Cuatro religiosas de las Misioneras de la Caridad, la congregación fundada por la beata Teresa de Calcuta, fueron asesinadas junto a otras doce personas, por presuntos terroristas que ingresaron en el convento de Adén, en Yemen, donde funciona el albergue de ancianos que administran las hermanas.
Conmovido, el Papa Francisco se refirió a ese episodio con palabras que fueron más allá de una condena a los asesinos: “estas personas son víctimas del ataque de quienes les han asesinado, pero también de la indiferencia”. Esa referencia a “la indiferencia”, extiende el terreno de los responsables de esa tragedia hacia un número indeterminado de personas, entre las cuales podemos estar incluidos todos. Plantear el tema en esos términos apunta directamente a sacudir las conciencias, a evitar que un hecho de tanta gravedad quede reducido a un acontecimiento aislado, ocurrido en un lugar remoto sacudido por una guerra también lejana. Si las religiosas fueron víctimas “también de la indiferencia”, parecería que algo debería estremecerse en el interior de cada persona.
“La cultura del bienestar nos ha hecho insensibles a los gritos de los otros. Somos una sociedad que ha olvidado la experiencia del llanto, la globalización de la indiferencia nos sacó la capacidad de llorar”, clamó Francisco cuando visitó la isla de Lampedusa. En ese, su primer viaje como Papa, explicó que había ido hasta allí para “despertar conciencias” y para que no se repitan tragedias y naufragios como lo que han ido sucediendo durante años frente a esa isla. En aquella oportunidad no solo denunció la indiferencia como un fenómeno generalizado, sino que señaló su origen, “la cultura del bienestar”; y una sorprendente consecuencia: “nos sacó la capacidad de llorar”.
Una vez más, la mirada del Santo Padre se dirigía hacia un horizonte más amplio, no caía en la tentación de la reacción simplista que divide el mundo entre buenos y malos, y reduce los problemas a la capacidad que se tenga de atrapar a los malos. Sus gestos y palabras en Lampedusa, o ante el asesinato de las religiosas, invitan a mirar las causas profundas y a tomar conciencia de las terribles consecuencias de esa indiferencia ante el dolor.
“Muchos de nosotros, y me incluyo, estamos desorientados, ya no estamos atentos al mundo en el que vivimos, no curamos, no custodiamos lo que Dios ha creado para todos y tampoco somos capaces de custodiarnos los unos a los otros”, dijo Francisco en aquella isla al denunciar por primera vez en su pontificado “la globalización de la indiferencia”. El Papa se incluye entre los “desorientados”, y al hacerlo parece invitar a cada uno a reconocer en sí mismo esa sensación, a dejar el cómodo lugar del que mira el dolor ajeno como algo que no le incumbe, o, peor aún, como algo de lo que hay que protegerse.

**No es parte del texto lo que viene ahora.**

//! Multidrop packet protocol engine
//!
//! A three-layer packet protocol for cheap, noisy, half-duplex serial
//! links (RS-485 party lines, RS-232 point-to-point, bare UARTs):
//!
//! ```text
//! ┌──────────────────────────────────────────────────────────┐
//! │ packet   CRC-16 trailer, source-filtered receive         │
//! ├──────────────────────────────────────────────────────────┤
//! │ MAC      [dst][src] addressing, broadcast, loop check    │
//! ├──────────────────────────────────────────────────────────┤
//! │ PHY      COBS/SLIP framing, delimiter resync             │
//! ├──────────────────────────────────────────────────────────┤
//! │ transport (multidrop-hal): read/peek/write/flush + DE    │
//! └──────────────────────────────────────────────────────────┘
//! ```
//!
//! Everything hangs off a [`Session`]: one transport, one direction pin,
//! one fixed receive scratch buffer, no heap. Reception is a polling state
//! machine fed one byte at a time — call [`Session::packet_receive`] (or
//! the lower-layer variants) from your main loop; `Ok(None)` means "nothing
//! for you yet, come back later". Transmission frames and flushes a buffer
//! atomically, with the line driver released on every exit path.
//!
//! The engine is single-threaded by design: no interrupts, no executor, no
//! internal locking. Drive one session from one thread of control.

#![no_std]
#![deny(unsafe_code)]

pub mod config;
pub mod error;
pub mod mac;
pub mod packet;
pub mod phy;
pub mod session;

#[cfg(test)]
pub(crate) mod mock;

pub use config::{cobs_raw_capacity, raw_capacity, slip_raw_capacity, Config};
pub use error::{Advisory, Error, ErrorCode, Layer};
pub use mac::MacRx;
pub use packet::PacketRx;
pub use session::Session;

// The configured encoding type comes from the wire-format crate
pub use multidrop_protocol::Encoding;

/// Broadcast destination address, accepted by every receiver
pub const BROADCAST: u8 = 0xFF;

/// MAC header: destination + source address bytes
pub const MAC_HEADER_LEN: usize = 2;

/// Packet-layer checksum trailer length
pub const CRC_LEN: usize = 2;

/// Bytes a decoded PHY frame carries beyond the application payload
pub const FRAME_OVERHEAD: usize = MAC_HEADER_LEN + CRC_LEN;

Nuestra cultura, en lugar de impulsarnos a responder al sufrimiento con compromiso y compasión, nos enseña a escapar de él. Una expresión, que podemos escuchar en cualquier conversación familiar, enuncia con claridad una actitud instalada en la sociedad: “hay que alejarse de la mala onda”.

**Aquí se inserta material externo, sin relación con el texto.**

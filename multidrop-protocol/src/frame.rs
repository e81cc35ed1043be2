//! Frame codecs for the multidrop wire format
//!
//! Encoding produces the bytes that go *between* the delimiters; writing
//! the delimiters themselves is the PHY layer's job. The contract both
//! codecs uphold: encoded output never contains the delimiter byte, and
//! `decode` is the exact inverse of `encode`.

/// SLIP frame delimiter (END)
pub const SLIP_END: u8 = 0xC0;
/// SLIP escape byte (ESC)
pub const SLIP_ESC: u8 = 0xDB;
/// Escaped substitute for END
pub const SLIP_ESC_END: u8 = 0xDC;
/// Escaped substitute for ESC
pub const SLIP_ESC_ESC: u8 = 0xDD;

/// COBS frame delimiter
pub const COBS_END: u8 = 0x00;

/// Errors from frame encoding or decoding
#[derive(Debug, Clone, Copy, PartialEq, Eq)]
#[cfg_attr(feature = "defmt", derive(defmt::Format))]
pub enum FrameError {
    /// Destination buffer too small for the result
    BufferTooSmall,
    /// Input is not a valid encoded frame
    InvalidFrame,
}

/// Frame encoding selected for a session
///
/// Chosen once at session construction and never negotiated on the wire;
/// both ends of a link must agree out-of-band.
#[derive(Debug, Clone, Copy, PartialEq, Eq, Default)]
#[cfg_attr(feature = "defmt", derive(defmt::Format))]
pub enum Encoding {
    /// COBS byte stuffing, delimiter 0x00
    #[default]
    Cobs,
    /// SLIP byte escaping, delimiter 0xC0
    Slip,
}

impl Encoding {
    /// The delimiter byte this encoding keeps out of its output
    pub const fn delimiter(self) -> u8 {
        match self {
            Encoding::Cobs => COBS_END,
            Encoding::Slip => SLIP_END,
        }
    }

    /// Worst-case encoded length for `len` payload bytes
    ///
    /// COBS pays one overhead byte per started 254-byte group (and one even
    /// for an empty payload); SLIP doubles in the worst case.
    pub const fn max_encoded_len(self, len: usize) -> usize {
        match self {
            Encoding::Cobs => len + len / 254 + 1,
            Encoding::Slip => len * 2,
        }
    }

    /// Encode `src` into `dst`, returning the encoded length
    ///
    /// The output contains no delimiter byte.
    pub fn encode(self, src: &[u8], dst: &mut [u8]) -> Result<usize, FrameError> {
        match self {
            Encoding::Cobs => {
                // cobs::encode indexes dst unchecked; bound it up front
                if dst.len() < self.max_encoded_len(src.len()) {
                    return Err(FrameError::BufferTooSmall);
                }
                Ok(cobs::encode(src, dst))
            }
            Encoding::Slip => slip_encode(src, dst),
        }
    }

    /// Decode `src` into `dst`, returning the decoded length
    pub fn decode(self, src: &[u8], dst: &mut [u8]) -> Result<usize, FrameError> {
        match self {
            Encoding::Cobs => {
                if dst.len() < src.len() {
                    return Err(FrameError::BufferTooSmall);
                }
                cobs::decode(src, dst).map_err(|_| FrameError::InvalidFrame)
            }
            Encoding::Slip => slip_decode(src, dst),
        }
    }
}

/// SLIP-escape `src` into `dst` (no delimiters added)
fn slip_encode(src: &[u8], dst: &mut [u8]) -> Result<usize, FrameError> {
    let mut idx = 0;
    for &byte in src {
        match byte {
            SLIP_END => {
                if idx + 1 >= dst.len() {
                    return Err(FrameError::BufferTooSmall);
                }
                dst[idx] = SLIP_ESC;
                dst[idx + 1] = SLIP_ESC_END;
                idx += 2;
            }
            SLIP_ESC => {
                if idx + 1 >= dst.len() {
                    return Err(FrameError::BufferTooSmall);
                }
                dst[idx] = SLIP_ESC;
                dst[idx + 1] = SLIP_ESC_ESC;
                idx += 2;
            }
            _ => {
                if idx >= dst.len() {
                    return Err(FrameError::BufferTooSmall);
                }
                dst[idx] = byte;
                idx += 1;
            }
        }
    }
    Ok(idx)
}

/// Reverse [`slip_encode`]
///
/// Fails on a dangling ESC, an ESC followed by anything other than the two
/// substitutes, or a stray END inside the body.
fn slip_decode(src: &[u8], dst: &mut [u8]) -> Result<usize, FrameError> {
    let mut idx = 0;
    let mut escaping = false;
    for &byte in src {
        let decoded = if escaping {
            escaping = false;
            match byte {
                SLIP_ESC_END => SLIP_END,
                SLIP_ESC_ESC => SLIP_ESC,
                _ => return Err(FrameError::InvalidFrame),
            }
        } else {
            match byte {
                SLIP_ESC => {
                    escaping = true;
                    continue;
                }
                SLIP_END => return Err(FrameError::InvalidFrame),
                other => other,
            }
        };
        if idx >= dst.len() {
            return Err(FrameError::BufferTooSmall);
        }
        dst[idx] = decoded;
        idx += 1;
    }
    if escaping {
        return Err(FrameError::InvalidFrame);
    }
    Ok(idx)
}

Esas cuatro jóvenes religiosas, siguiendo el ejemplo de la beata Teresa de Calcuta, no se alejaron de “la mala onda”, la fueron a buscar, a tocarla, a curarla. Ellas no fueron indiferentes, no permitieron que la cultura del bienestar anestesiara sus almas, no se olvidaron de la experiencia del llanto, fueron capaces de entregar su vida silenciosamente en el servicio a los más pobres; hasta que un día cualquiera, después de haber hecho sus oraciones y mientras se disponían a iniciar sus sencillas e indispensables labores, Anselm, Marguerite, Reginette y Judit fueron asesinadas por la crueldad de algunos y la indiferencia de muchos.
El Papa Francisco reconoció como mártires a estas cuatro hermanas y se lamentó porque estos mártires que cada día son asesinados por el mero hecho de ser cristianos “no son portada de los periódicos, no son noticia”.